For the entries below, the expected answer is the line with "use tokio::sync::broadcast;", the line with "fn init_tracing(cli: &Cli)", and every line between them, exactly as written, and nothing more.

Stored items
--- --- ---
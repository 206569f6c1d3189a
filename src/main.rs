//! labman: lab notebook workspace manager
//!
//! Creates, lists and archives lab directories and supervises a single
//! Jupyter Lab server for them.
//!
//! Usage:
//!   labman list                       # Labs, most recently modified first
//!   labman create my-lab              # Scaffold and seed a new lab
//!   labman delete my-lab              # Archive into <labs>/.recycle
//!   labman launch my-lab              # Start Jupyter Lab, open my-lab/data
//!   labman config set-lab-dir ~/labs  # Change the store root
//!   labman serve                      # JSON-RPC over stdin/stdout for a UI

use std::path::PathBuf;
use std::process::ExitCode;
use std::sync::Arc;
use std::time::Duration;

use anyhow::Context;
use clap::{Parser, Subcommand};
use labman_server::LabServer;
use labman_services::config::{ConfigStore, LabConfig, default_config_path, home_dir};
use labman_services::dialog::{Dialogs, HeadlessDialogs, TerminalDialogs};
use labman_services::opener::SystemOpener;
use labman_services::{LabError, LabManager, LabService, SupervisorConfig};
use tokio::io::BufReader;
use tokio::sync::broadcast;
use tracing::{info, warn};
use tracing_subscriber::EnvFilter;

#[derive(Parser, Debug)]
#[command(name = "labman", about = "Lab notebook workspace manager")]
struct Cli {
    /// Config file (defaults to ~/.config/labman.yaml)
    #[arg(long, global = true)]
    config: Option<PathBuf>,

    /// Notebook server executable
    #[arg(long, global = true, default_value = "jupyter-lab")]
    jupyter_bin: String,

    /// Enable verbose logging
    #[arg(long, global = true)]
    verbose: bool,

    /// Write logs to a file (defaults to ~/.labman/logs/labman.log if no path given)
    #[arg(long, global = true, default_missing_value = "DEFAULT", num_args = 0..=1)]
    log_file: Option<String>,

    #[command(subcommand)]
    command: Command,
}

#[derive(Subcommand, Debug)]
enum Command {
    /// List labs, most recently modified first
    List,
    /// Create a lab and seed it from the templates
    Create { name: String },
    /// Move a lab into the archive
    Delete {
        name: String,
        /// Skip the confirmation prompt
        #[arg(long, short)]
        yes: bool,
    },
    /// Open a lab directory in the file browser
    Explore { name: String },
    /// Open a lab's report document
    EditReport { name: String },
    /// Run Jupyter Lab until it exits or Ctrl+C is pressed
    Launch {
        /// Open the browser inside this lab's data directory
        lab: Option<String>,
    },
    /// Show or change the configuration
    Config {
        #[command(subcommand)]
        action: ConfigCommand,
    },
    /// Serve JSON-RPC on stdin/stdout
    Serve,
}

#[derive(Subcommand, Debug)]
enum ConfigCommand {
    Show,
    /// Prompts when PATH is omitted
    SetLabDir { path: Option<PathBuf> },
    /// Prompts when PATH is omitted
    SetNotebookTemplate { path: Option<PathBuf> },
    /// Prompts when PATH is omitted
    SetReportTemplate { path: Option<PathBuf> },
}

fn init_tracing(cli: &Cli) -> anyhow::Result<()> {
    let filter = if cli.verbose {
        EnvFilter::new("debug")
    } else {
        EnvFilter::new("info")
    };

    if let Some(ref log_file_arg) = cli.log_file {
        let log_path = if log_file_arg == "DEFAULT" {
            home_dir().join(".labman/logs/labman.log")
        } else {
            PathBuf::from(log_file_arg)
        };

        if let Some(parent) = log_path.parent() {
            std::fs::create_dir_all(parent)
                .with_context(|| format!("creating log dir {}", parent.display()))?;
        }

        let file = std::fs::OpenOptions::new()
            .create(true)
            .append(true)
            .open(&log_path)
            .with_context(|| format!("opening log file {}", log_path.display()))?;

        tracing_subscriber::fmt()
            .with_env_filter(filter)
            .with_writer(std::sync::Mutex::new(file))
            .with_ansi(false)
            .init();
    } else {
        // stdout carries command output and, under `serve`, the protocol
        tracing_subscriber::fmt()
            .with_env_filter(filter)
            .with_writer(std::io::stderr)
            .init();
    }
    Ok(())
}

#[tokio::main]
async fn main() -> anyhow::Result<ExitCode> {
    let cli = Cli::parse();
    init_tracing(&cli)?;

    let dialogs: Arc<dyn Dialogs> = match cli.command {
        Command::Serve => Arc::new(HeadlessDialogs),
        _ => Arc::new(TerminalDialogs),
    };
    let supervisor_config = SupervisorConfig {
        program: cli.jupyter_bin.clone(),
        ..SupervisorConfig::default()
    };
    let config = ConfigStore::load(cli.config.clone().unwrap_or_else(default_config_path));
    let manager = Arc::new(LabManager::new(
        config,
        supervisor_config,
        Arc::new(SystemOpener),
        dialogs,
    ));

    match run(cli.command, &manager).await {
        Ok(()) => Ok(ExitCode::SUCCESS),
        // Already shown through the dialog boundary.
        Err(RunError::Lab(_)) => Ok(ExitCode::FAILURE),
        Err(RunError::Other(e)) => Err(e),
    }
}

enum RunError {
    Lab(LabError),
    Other(anyhow::Error),
}

impl From<LabError> for RunError {
    fn from(e: LabError) -> Self {
        Self::Lab(e)
    }
}

impl From<anyhow::Error> for RunError {
    fn from(e: anyhow::Error) -> Self {
        Self::Other(e)
    }
}

async fn run(command: Command, manager: &Arc<LabManager>) -> Result<(), RunError> {
    match command {
        Command::List => {
            for lab in manager.list_labs() {
                println!("{lab}");
            }
        }

        Command::Create { name } => {
            let path = manager.create_lab(&name)?;
            println!("{}", path.display());
        }

        Command::Delete { name, yes } => {
            let archived = if yes {
                Some(manager.archive_lab(&name)?)
            } else {
                manager.delete_lab(&name)?
            };
            match archived {
                Some(path) => println!("Archived to {}", path.display()),
                None => println!("Cancelled."),
            }
        }

        // Opener failures are not routed through the dialogs; let main print them.
        Command::Explore { name } => manager.explore_lab(&name).map_err(anyhow::Error::from)?,

        Command::EditReport { name } => manager.edit_report(&name).map_err(anyhow::Error::from)?,

        Command::Launch { lab } => launch(manager, lab.as_deref()).await?,

        Command::Config { action } => {
            let changed = match action {
                ConfigCommand::Show => Some(manager.config()),
                ConfigCommand::SetLabDir { path: Some(path) } => Some(manager.set_lab_dir(path)?),
                ConfigCommand::SetLabDir { path: None } => manager.change_lab_dir()?,
                ConfigCommand::SetNotebookTemplate { path: Some(path) } => {
                    Some(manager.set_notebook_template(path)?)
                }
                ConfigCommand::SetNotebookTemplate { path: None } => manager.change_notebook_template()?,
                ConfigCommand::SetReportTemplate { path: Some(path) } => {
                    Some(manager.set_report_template(path)?)
                }
                ConfigCommand::SetReportTemplate { path: None } => manager.change_report_template()?,
            };
            match changed {
                Some(config) => print_config(manager, &config)?,
                None => println!("Unchanged."),
            }
        }

        Command::Serve => serve(manager).await?,
    }
    Ok(())
}

fn print_config(manager: &LabManager, config: &LabConfig) -> anyhow::Result<()> {
    let yaml = serde_yaml::to_string(config).context("serializing config")?;
    println!("# {}", manager.config_path().display());
    print!("{yaml}");
    Ok(())
}

async fn launch(manager: &Arc<LabManager>, lab: Option<&str>) -> Result<(), LabError> {
    manager.launch(lab)?;
    let supervisor = manager.supervisor();
    eprintln!("Jupyter Lab started. Press Ctrl+C to stop.");

    tokio::select! {
        _ = supervisor.wait_stopped() => {}
        _ = tokio::signal::ctrl_c() => {
            eprintln!("Stopping Jupyter Lab...");
            manager.shutdown();
            supervisor.wait_stopped().await;
        }
    }
    info!("Jupyter Lab stopped");
    Ok(())
}

async fn serve(manager: &Arc<LabManager>) -> anyhow::Result<()> {
    let (notification_tx, _) = broadcast::channel::<String>(1024);

    let mut server = LabServer::new();
    server.set_notification_sender(notification_tx.clone());
    server.register_service(LabService::new(manager.clone()));
    server.attach_notifier(manager.notifier());
    let server = Arc::new(server);

    // Subscribe before initializing so the initial config/list events go out.
    let notifications = notification_tx.subscribe();
    server
        .initialize()
        .await
        .map_err(|e| anyhow::anyhow!("initializing server: {e}"))?;

    let stdin = BufReader::new(tokio::io::stdin());
    labman_server::serve(server.clone(), stdin, tokio::io::stdout(), notifications)
        .await
        .context("serving stdio")?;

    server.shutdown().await;
    if tokio::time::timeout(Duration::from_secs(5), manager.supervisor().wait_stopped())
        .await
        .is_err()
    {
        warn!("Notebook server did not stop within 5s");
    }
    Ok(())
}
--- --- ---
- Final answer -
use tokio::sync::broadcast;
use tracing::{info, warn};
use tracing_subscriber::EnvFilter;

#[derive(Parser, Debug)]
#[command(name = "labman", about = "Lab notebook workspace manager")]
struct Cli {
    /// Config file (defaults to ~/.config/labman.yaml)
    #[arg(long, global = true)]
    config: Option<PathBuf>,

    /// Notebook server executable
    #[arg(long, global = true, default_value = "jupyter-lab")]
    jupyter_bin: String,

    /// Enable verbose logging
    #[arg(long, global = true)]
    verbose: bool,

    /// Write logs to a file (defaults to ~/.labman/logs/labman.log if no path given)
    #[arg(long, global = true, default_missing_value = "DEFAULT", num_args = 0..=1)]
    log_file: Option<String>,

    #[command(subcommand)]
    command: Command,
}

#[derive(Subcommand, Debug)]
enum Command {
    /// List labs, most recently modified first
    List,
    /// Create a lab and seed it from the templates
    Create { name: String },
    /// Move a lab into the archive
    Delete {
        name: String,
        /// Skip the confirmation prompt
        #[arg(long, short)]
        yes: bool,
    },
    /// Open a lab directory in the file browser
    Explore { name: String },
    /// Open a lab's report document
    EditReport { name: String },
    /// Run Jupyter Lab until it exits or Ctrl+C is pressed
    Launch {
        /// Open the browser inside this lab's data directory
        lab: Option<String>,
    },
    /// Show or change the configuration
    Config {
        #[command(subcommand)]
        action: ConfigCommand,
    },
    /// Serve JSON-RPC on stdin/stdout
    Serve,
}

#[derive(Subcommand, Debug)]
enum ConfigCommand {
    Show,
    /// Prompts when PATH is omitted
    SetLabDir { path: Option<PathBuf> },
    /// Prompts when PATH is omitted
    SetNotebookTemplate { path: Option<PathBuf> },
    /// Prompts when PATH is omitted
    SetReportTemplate { path: Option<PathBuf> },
}

fn init_tracing(cli: &Cli) -> anyhow::Result<()> {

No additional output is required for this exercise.